In January 2012, the Office of Vocations released its four-year “Strategic Plan for Vocational Promotion in the Diocese of Charleston.” Since then, the strategic plan has been the principal resource in launching and evaluating programs such as retreats, clubs and groups; employing social media; and making parish and school visits. It has been the center of the entire vocations effort.
The plan outlines the massive effort to assist the Christian family and local parish in forming a culture of openness to holiness and to all vocations in the Church. It is best summarized by the three-word mission statement: accompany, encourage and assess.
In the mission of accompaniment, the vocations office attempts to create programs and events for each phase of life, from elementary school to young adulthood.
In our Catholic elementary and middle schools, we collaborate in running clubs for boys and girls, visit schools for talks, and facilitate faculty retreats and in-services to assist teachers on how to promote vocations. We also promote the Adopt-A-Seminarian program, and cooperate with the publication of children’s literature relating to the topic.
The vocations office is working to form parish-based, after-school clubs for public school and homeschooled children in cooperation with local pastors and principals.
We have teamed up with our Catholic high schools to form discernment groups for young men and women, visit the high schools for vocation talks, facilitate or assist with student retreats, and lead faculty days of prayer and in-services.
Additionally, the vocations office attempts to visit public high schools, talk to parish youth groups, promote visits to the convent and seminary, continue the statewide high school discernment retreats, and actively participate in the annual diocesan youth conference.
We want to expand these programs, and are looking into opportunities to promote vocations within athletics, such as days of recollection for athletes.
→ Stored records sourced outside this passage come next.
use std::collections::BTreeMap;

use serde::{Deserialize, Serialize};

use crate::event::{EventKind, ExecutionEvent};
use crate::tokens::NodeTokenCost;

#[derive(Clone, Copy, Debug, Default, PartialEq, Eq, Hash, Serialize, Deserialize)]
#[serde(rename_all = "lowercase")]
pub enum NodeRunStatus {
    #[default]
    Pending,
    Running,
    Completed,
    Failed,
}

/// 以节点标签为键的执行状态
pub type NodeStatusMap = BTreeMap<String, NodeRunStatus>;

/// 传输层节点状态通道推送的更新
#[derive(Clone, Debug, PartialEq, Eq, Serialize, Deserialize)]
#[serde(rename_all = "camelCase")]
pub struct NodeExecutionStatus {
    pub label: String,
    pub status: NodeRunStatus,
    #[serde(default, skip_serializing_if = "Option::is_none")]
    pub token_cost: Option<NodeTokenCost>,
}

impl NodeExecutionStatus {
    pub fn new(label: impl Into<String>, status: NodeRunStatus) -> Self {
        Self {
            label: label.into(),
            status,
            token_cost: None,
        }
    }

    pub fn with_token_cost(mut self, cost: NodeTokenCost) -> Self {
        self.token_cost = Some(cost);
        self
    }
}

/// 节点执行状态视图
#[derive(Clone, Debug, Default)]
pub struct NodeStatusTracker {
    statuses: NodeStatusMap,
}

impl NodeStatusTracker {
    pub fn new() -> Self {
        Self::default()
    }

    pub fn statuses(&self) -> &NodeStatusMap {
        &self.statuses
    }

    pub fn status_of(&self, label: &str) -> NodeRunStatus {
        self.statuses.get(label).copied().unwrap_or_default()
    }

    /// 根据事件推进节点状态，返回是否有变化
    pub fn observe(&mut self, event: &ExecutionEvent) -> bool {
        let Some(label) = event.agent_label().or_else(|| event.node_id()) else {
            return false;
        };
        let current = self.status_of(label);
        let next = match event.kind {
            EventKind::ChainStart => NodeRunStatus::Running,
            EventKind::ChainEnd if current == NodeRunStatus::Failed => return false,
            EventKind::ChainEnd => NodeRunStatus::Completed,
            EventKind::NodeCompleted if event.is_error_status() => NodeRunStatus::Failed,
            EventKind::NodeCompleted => NodeRunStatus::Completed,
            EventKind::Error => NodeRunStatus::Failed,
            _ => return false,
        };
        self.set(label, next)
    }

    pub fn apply(&mut self, update: &NodeExecutionStatus) -> bool {
        if update.label.trim().is_empty() {
            return false;
        }
        self.set(&update.label, update.status)
    }

    pub fn reset(&mut self) {
        self.statuses.clear();
    }

    fn set(&mut self, label: &str, status: NodeRunStatus) -> bool {
        if self.statuses.get(label) == Some(&status) {
            return false;
        }
        self.statuses.insert(label.to_string(), status);
        true
    }
}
The office works with the associate director of secondary education, plus the director of youth and young adults.
Discernment retreats for men and women are held at the university level, as is a seasonal men’s discernment retreat. The vocations office also initiated a women’s discernment retreat. Members of our staff make regular visits to Catholic campus ministries at universities in South Carolina, facilitate or assist with university retreats throughout the southeast, and collaborate in the formation of campus ministers in vocational promotion.
The vocations office is in active cooperation with our diocesan director of campus ministries, and is always looking for ways to enhance or expand its involvement and programs to Catholic university students.
In the young adult community, we host a discernment retreat for men and women, participate in Bible studies and social events, co-host discipleship training, and assist with retreats and spiritual events. This is a new area of development for the diocese in general, and the vocations office works closely with the associate director of young adult ministry to find and develop joint programs.
In the mission of encouragement, the vocations office makes regular visits to Catholic schools and parishes. We meet with local groups that promote vocations, including the Knights of Columbus, Hibernians, Scouts, Serra Club and more. We also participate in diocesan events, such as the On Fire with Faith conference.
We also bring the message to cyberspace through a cutting edge website (charlestonvocations.com), a dynamic, public “Charleston Vocations” Facebook page, an engaging Twitter presence (“Father Kirby”), and extensive use of VideoCasts, YouTube, Instagram, QR codes, and other media.
In September, the British Broadcasting Company ran a news feature on the vocations office that highlighted its creative use of social media for vocational promotion. The office continues to cooperate with social media consultants on innovative ways to make the message more accessible and attractive.
In the mission of assessment, the vocations office encourages spiritual direction, possible residency at the Drexel House, seminary or convent visits, and an extensive application process for those who might wish to apply to the seminary with the Diocese of Charleston.